Navy Secretary Richard Spencer visited Bath Iron Works for the first time Friday, just a day after awarding the yard a contract for building two destroyers. He used the visit to praise the quality of BIW’s work, and to talk about the Navy’s plans to expand its fleet.

The two guided missile destroyers awarded to BIW this week have actually been authorized for some time. One was authorized in 2013 and the other in 2015, but the funding and the contract would take a few years more.

Independent U.S. Sen. Angus King of Maine, who serves on the Senate Armed Services Committee, praised Spencer for his role in getting the contracts finally completed and issued.

“This would not have happened, I don’t think, without this secretary. He took a personal interest in finalizing these arrangements, which had been in discussions and negotiations for many months, and in some cases many years,” he said.

BIW is building four of the Burke class destroyers and two Zumwalt class destroyers, but concerns have been raised that without additional contracts, BIW would face a significant decline in work in a few years. The Navy has raised concerns about the increasing costs of new ships, but Spencer said he’s pleased with the progress BIW has made in reducing costs.

“We have great faith in Bath — Bath built, best built. And we look forward to this relationship growing and even becoming stronger from a base that is historically monumental,” he said.

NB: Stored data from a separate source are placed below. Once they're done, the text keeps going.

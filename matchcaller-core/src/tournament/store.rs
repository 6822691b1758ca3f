//! Validated, immutable view over a captured snapshot.

use std::collections::HashMap;
use std::time::Duration;

use super::{MatchRecord, SetId, Snapshot, SnapshotError};

/// Immutable match record store backing one replay session.
///
/// Validates the snapshot once at load and derives the instants the
/// replay clock is anchored to. The store is never mutated afterwards,
/// so it is safe to share by reference across tasks without locking.
#[derive(Debug)]
pub struct MatchStore {
    snapshot: Snapshot,
    by_id: HashMap<SetId, usize>,
    origin: i64,
    end_at: i64,
}

impl MatchStore {
    /// Validates a snapshot and builds the store.
    ///
    /// Virtual time zero of a replay corresponds to the earliest
    /// `created_at` across the snapshot; the end instant is the latest
    /// `completed_at`, falling back to the latest `created_at` when no
    /// record ever completed.
    ///
    /// # Errors
    ///
    /// - `SnapshotError::MalformedSnapshot` - Empty match list, missing
    ///   `created_at`, duplicate set id, or a record with both player
    ///   slots unresolved
    pub fn load(snapshot: Snapshot) -> Result<MatchStore, SnapshotError> {
        if snapshot.matches.is_empty() {
            return Err(SnapshotError::MalformedSnapshot {
                reason: "snapshot contains no match records".to_string(),
            });
        }

        let mut by_id = HashMap::with_capacity(snapshot.matches.len());
        let mut origin = i64::MAX;
        let mut end_at = i64::MIN;
        let mut latest_created = i64::MIN;

        for (index, record) in snapshot.matches.iter().enumerate() {
            let Some(created) = record.created_at else {
                return Err(SnapshotError::MalformedSnapshot {
                    reason: format!("set {} has no created_at instant", record.id),
                });
            };

            if !record.player1.is_resolved() && !record.player2.is_resolved() {
                return Err(SnapshotError::MalformedSnapshot {
                    reason: format!("set {} has no resolved players", record.id),
                });
            }

            if by_id.insert(record.id.clone(), index).is_some() {
                return Err(SnapshotError::MalformedSnapshot {
                    reason: format!("duplicate set id {}", record.id),
                });
            }

            origin = origin.min(created);
            latest_created = latest_created.max(created);
            if let Some(completed) = record.completed_at {
                end_at = end_at.max(completed);
            }
        }

        if end_at == i64::MIN {
            end_at = latest_created;
        }

        Ok(MatchStore {
            snapshot,
            by_id,
            origin,
            end_at,
        })
    }

    /// Number of match records in the store.
    pub fn record_count(&self) -> usize {
        self.snapshot.matches.len()
    }

    /// Looks up a record by set id.
    ///
    /// # Errors
    ///
    /// - `SnapshotError::SetNotFound` - Id is not in the snapshot
    pub fn record(&self, id: &SetId) -> Result<&MatchRecord, SnapshotError> {
        self.by_id
            .get(id)
            .map(|&index| &self.snapshot.matches[index])
            .ok_or_else(|| SnapshotError::SetNotFound { id: id.clone() })
    }

    /// Iterates over all records in captured order.
    pub fn records(&self) -> impl Iterator<Item = &MatchRecord> {
        self.snapshot.matches.iter()
    }

    /// The underlying snapshot.
    pub fn snapshot(&self) -> &Snapshot {
        &self.snapshot
    }

    /// Unix instant corresponding to virtual time zero.
    pub fn origin(&self) -> i64 {
        self.origin
    }

    /// Virtual offset at which the replay has nothing left to show.
    pub fn end_offset(&self) -> Duration {
        Duration::from_secs((self.end_at - self.origin).max(0) as u64)
    }
}

#[cfg(test)]
mod tests {
    use super::*;
    use crate::tournament::test_support::{BASE, record, snapshot_of};
    use crate::tournament::{PlayerSlot, SetId};

    #[test]
    fn load_derives_origin_and_end() {
        let store = MatchStore::load(snapshot_of(vec![
            record(1, 3, 0, Some(600), Some(1_800)),
            record(2, 3, 300, Some(2_000), Some(3_600)),
        ]))
        .unwrap();

        assert_eq!(store.record_count(), 2);
        assert_eq!(store.origin(), BASE);
        assert_eq!(store.end_offset(), Duration::from_secs(3_600));
    }

    #[test]
    fn end_falls_back_to_latest_creation() {
        let store = MatchStore::load(snapshot_of(vec![
            record(1, 1, 0, None, None),
            record(2, 1, 500, None, None),
        ]))
        .unwrap();

        assert_eq!(store.end_offset(), Duration::from_secs(500));
    }

    #[test]
    fn lookup_by_id() {
        let store = MatchStore::load(snapshot_of(vec![record(7, 2, 0, None, None)])).unwrap();

        let found = store.record(&SetId::Number(7)).unwrap();
        assert_eq!(found.id, SetId::Number(7));

        assert!(matches!(
            store.record(&SetId::Number(8)),
            Err(SnapshotError::SetNotFound { .. })
        ));
    }

    #[test]
    fn rejects_empty_snapshot() {
        assert!(matches!(
            MatchStore::load(snapshot_of(vec![])),
            Err(SnapshotError::MalformedSnapshot { .. })
        ));
    }

    #[test]
    fn rejects_missing_created_at() {
        let mut rec = record(1, 2, 0, None, None);
        rec.created_at = None;

        assert!(matches!(
            MatchStore::load(snapshot_of(vec![rec])),
            Err(SnapshotError::MalformedSnapshot { .. })
        ));
    }

    #[test]
    fn rejects_fully_unresolved_record() {
        let mut rec = record(1, 1, 0, None, None);
        rec.player1 = PlayerSlot::tbd();
        rec.player2 = PlayerSlot::new("");

        assert!(matches!(
            MatchStore::load(snapshot_of(vec![rec])),
            Err(SnapshotError::MalformedSnapshot { .. })
        ));
    }

    #[test]
    fn rejects_duplicate_ids() {
        let snapshot = snapshot_of(vec![
            record(1, 2, 0, None, None),
            record(1, 2, 100, None, None),
        ]);

        assert!(matches!(
            MatchStore::load(snapshot),
            Err(SnapshotError::MalformedSnapshot { .. })
        ));
    }

    #[test]
    fn single_tbd_slot_is_allowed() {
        let snapshot = snapshot_of(vec![crate::tournament::test_support::tbd_record(1, 1, 0)]);
        assert!(MatchStore::load(snapshot).is_ok());
    }
}
//! Matchcaller Core - tournament bracket replay engine
//!
//! This crate turns a captured tournament snapshot into a time-varying
//! feed of display state: a virtual clock advances at a configurable
//! multiple of wall time, every match record is re-classified on each
//! tick, and the resulting visible set is delivered to a subscriber or
//! polled through the same contract a live data source exposes.
//!
//! # Example
//!
//! ```rust,no_run
//! use std::sync::Arc;
//!
//! use matchcaller_core::{MatchStore, ReplayAdapter, ReplayConfig, ReplaySession, Snapshot};
//!
//! # #[tokio::main]
//! # async fn main() -> Result<(), Box<dyn std::error::Error>> {
//! let snapshot = Snapshot::load_file("tournament_weekly_42.json")?;
//! let store = Arc::new(MatchStore::load(snapshot)?);
//!
//! let session = ReplaySession::new(store, ReplayConfig::default());
//! let adapter = ReplayAdapter::new();
//! let handle = session.start(adapter.clone())?;
//!
//! // A display client polls the adapter exactly like a live source.
//! let matches = adapter.latest();
//! println!("{} matches on display", matches.len());
//!
//! handle.stop().await;
//! # Ok(())
//! # }
//! ```

#![warn(missing_docs)]
#![warn(clippy::missing_errors_doc)]

pub mod config;
pub mod replay;
pub mod tournament;

// Re-export main types for convenient access
pub use config::ReplayConfig;
pub use replay::{
    Classification, MatchSource, ReplayAdapter, ReplayClock, ReplayError, ReplayHandle,
    ReplayProgress, ReplaySession, ReplaySubscriber, SessionState, SubscriberFault, TimelineIndex,
    VisibleEntry, VisibleSet, classify,
};
pub use tournament::{
    MatchRecord, MatchStore, PlayerSlot, RawStatus, SetId, Snapshot, SnapshotError,
    SnapshotFileInfo, SnapshotMetadata, list_snapshot_files,
};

Spencer told reporters that he has to see that taxpayers get the best bang for the buck, while also making sure that the nation’s shipbuilding infrastructure is capable of meeting the future needs of the Navy.

Only two shipyards, BIW and Ingalls in Mississippi, build destroyers. The Burke class destroyers are considered the workhorse of the fleet, and are deployed worldwide on many different types of missions. Spencer said that is why the Navy needs more ships, and specifically more destroyers.

“We are in combat around the globe, and our uniformed service members and their civilian teammates are fighting on many fronts. These threats, we don’t see diminishing in any way,” he said.

Spencer said the official goal is to increase the size of the Navy from 280 ships to 355, and that BIW would be part of that effort. He also said that no decision has been made yet on where the Bath-built USS John McCain, damaged in a collision this summer, would be repaired, but said that BIW would be considered.

All four members of the state’s congressional delegation accompanied Spencer. King joked that Spencer should feel free to visit again anytime, and to “bring a couple of destroyers with you.”